The expected output is exactly the lines below, starting at the line with "AccountService::apply_entry_to_caches(store, &member, 1)?;" and ending at the line with "let Some(first) = members.first()", both included; no other line belongs in it.

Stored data

■ ■ ■ ■ ■

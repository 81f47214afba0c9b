//! Series expansion and bulk series mutation. Every multi-entry operation
//! is a sequential loop of per-document writes; progress achieved before a
//! failing write is reported, never rolled back.

use chrono::NaiveDate;
use uuid::Uuid;

use crate::core::services::AccountService;
use crate::errors::{EngineError, EngineResult};
use crate::ledger::cycle::{self, billing_period_for, BillPeriod, RecurrenceInterval};
use crate::ledger::entry::{Entry, SplitMode};
use crate::ledger::series::plan_series;
use crate::storage::{DocumentStore, EntryFilter};

/// Expands recurrence requests and mutates whole series.
pub struct SeriesService;

impl SeriesService {
    /// Expands the template into `count` persisted entries sharing one new
    /// series id. Failure at member k surfaces as a partial failure carrying
    /// `completed = k - 1`; the members already written stay in the store.
    pub fn expand(
        store: &dyn DocumentStore,
        today: NaiveDate,
        template: Entry,
        interval: RecurrenceInterval,
        count: u32,
        split_mode: SplitMode,
    ) -> EngineResult<Vec<Entry>> {
        let closing_day = match template.card_id {
            Some(card_id) => Some(store.card(card_id)?.closing_day),
            None => None,
        };
        if let Some(account_id) = template.account_id {
            store.account(account_id)?;
        }

        let plan = plan_series(&template, interval, count, split_mode, today, closing_day)?;
        let series_id = plan.series_id;
        let total = plan.entries.len();
        let mut created = Vec::with_capacity(total);
        for (i, member) in plan.entries.into_iter().enumerate() {
            if let Err(source) = store.insert_entry(&member) {
                tracing::warn!(
                    "series {} expansion stopped after {} of {} members",
                    series_id,
                    i,
                    total
                );
                return Err(EngineError::partial(i, total, source));
            }
            AccountService::apply_entry_to_caches(store, &member, 1)?;
            created.push(member);
        }
        Ok(created)
    }

    /// Shifts every member of a series by `delta_periods` calendar months,
    /// dates and bill periods alike. The shifted target of the earliest
    /// member must still be an assignable period; otherwise the whole
    /// operation is rejected before any write.
    pub fn shift(
        store: &dyn DocumentStore,
        today: NaiveDate,
        series_id: Uuid,
        delta_periods: i32,
    ) -> EngineResult<usize> {
        let members = store.entries(&EntryFilter::by_series(series_id))?;
        let Some(first) = members.first() else {
            return Err(EngineError::SeriesNotFound(series_id));
        };
        if delta_periods == 0 {
            return Ok(0);
        }

        let shifted_target = first.effective_period().shift(delta_periods);
        let floor = match first.card_id {
            Some(card_id) => {
                let card = store.card(card_id)?;
                billing_period_for(today, card.closing_day)
            }
            None => BillPeriod::containing(today),
        };
        if shifted_target < floor {
            return Err(EngineError::Precondition(format!(
                "series {series_id} cannot move into {shifted_target}; {floor} is the earliest open period"
            )));
        }

        let total = members.len();
        for (i, mut member) in members.into_iter().enumerate() {
            member.occurs_on = cycle::shift_month(member.occurs_on, delta_periods);
            member.bill_period = member.bill_period.map(|period| period.shift(delta_periods));
            if let Err(source) = store.update_entry(&member) {
                tracing::warn!(
                    "series {} shift stopped after {} of {} members",
                    series_id,
                    i,
                    total
                );
                return Err(EngineError::partial(i, total, source));
            }
        }
        Ok(total)
    }

    /// Deletes the series tail from `from_index` onward (1-based). Earlier
    /// installments are untouched. Returns the number removed; zero is a
    /// valid outcome when nothing matched.
    pub fn truncate(
        store: &dyn DocumentStore,
        series_id: Uuid,
        from_index: u32,
    ) -> EngineResult<usize> {
        if from_index == 0 {
            return Err(EngineError::Validation(
                "installment indices are 1-based".into(),
            ));
        }
        let doomed: Vec<Entry> = store
            .entries(&EntryFilter::by_series(series_id))?
            .into_iter()
            .filter(|member| {
                member
                    .installment_index
                    .map_or(false, |index| index >= from_index)
            })
            .collect();

        let total = doomed.len();
        let mut removed = 0usize;
        for member in doomed {
            match store.remove_entry(member.id) {
                Ok(gone) => {
                    AccountService::apply_entry_to_caches(store, &gone, -1)?;
                    removed += 1;
                }
                Err(source) => {
                    tracing::warn!(
                        "series {} truncation stopped after {} of {} members",
                        series_id,
                        removed,
                        total
                    );
                    return Err(EngineError::partial(removed, total, source));
                }
            }
        }
        Ok(removed)
    }
}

■ ■ ■ ■ ■

> [Expected output]:
            AccountService::apply_entry_to_caches(store, &member, 1)?;
            created.push(member);
        }
        Ok(created)
    }

    /// Shifts every member of a series by `delta_periods` calendar months,
    /// dates and bill periods alike. The shifted target of the earliest
    /// member must still be an assignable period; otherwise the whole
    /// operation is rejected before any write.
    pub fn shift(
        store: &dyn DocumentStore,
        today: NaiveDate,
        series_id: Uuid,
        delta_periods: i32,
    ) -> EngineResult<usize> {
        let members = store.entries(&EntryFilter::by_series(series_id))?;
        let Some(first) = members.first() else {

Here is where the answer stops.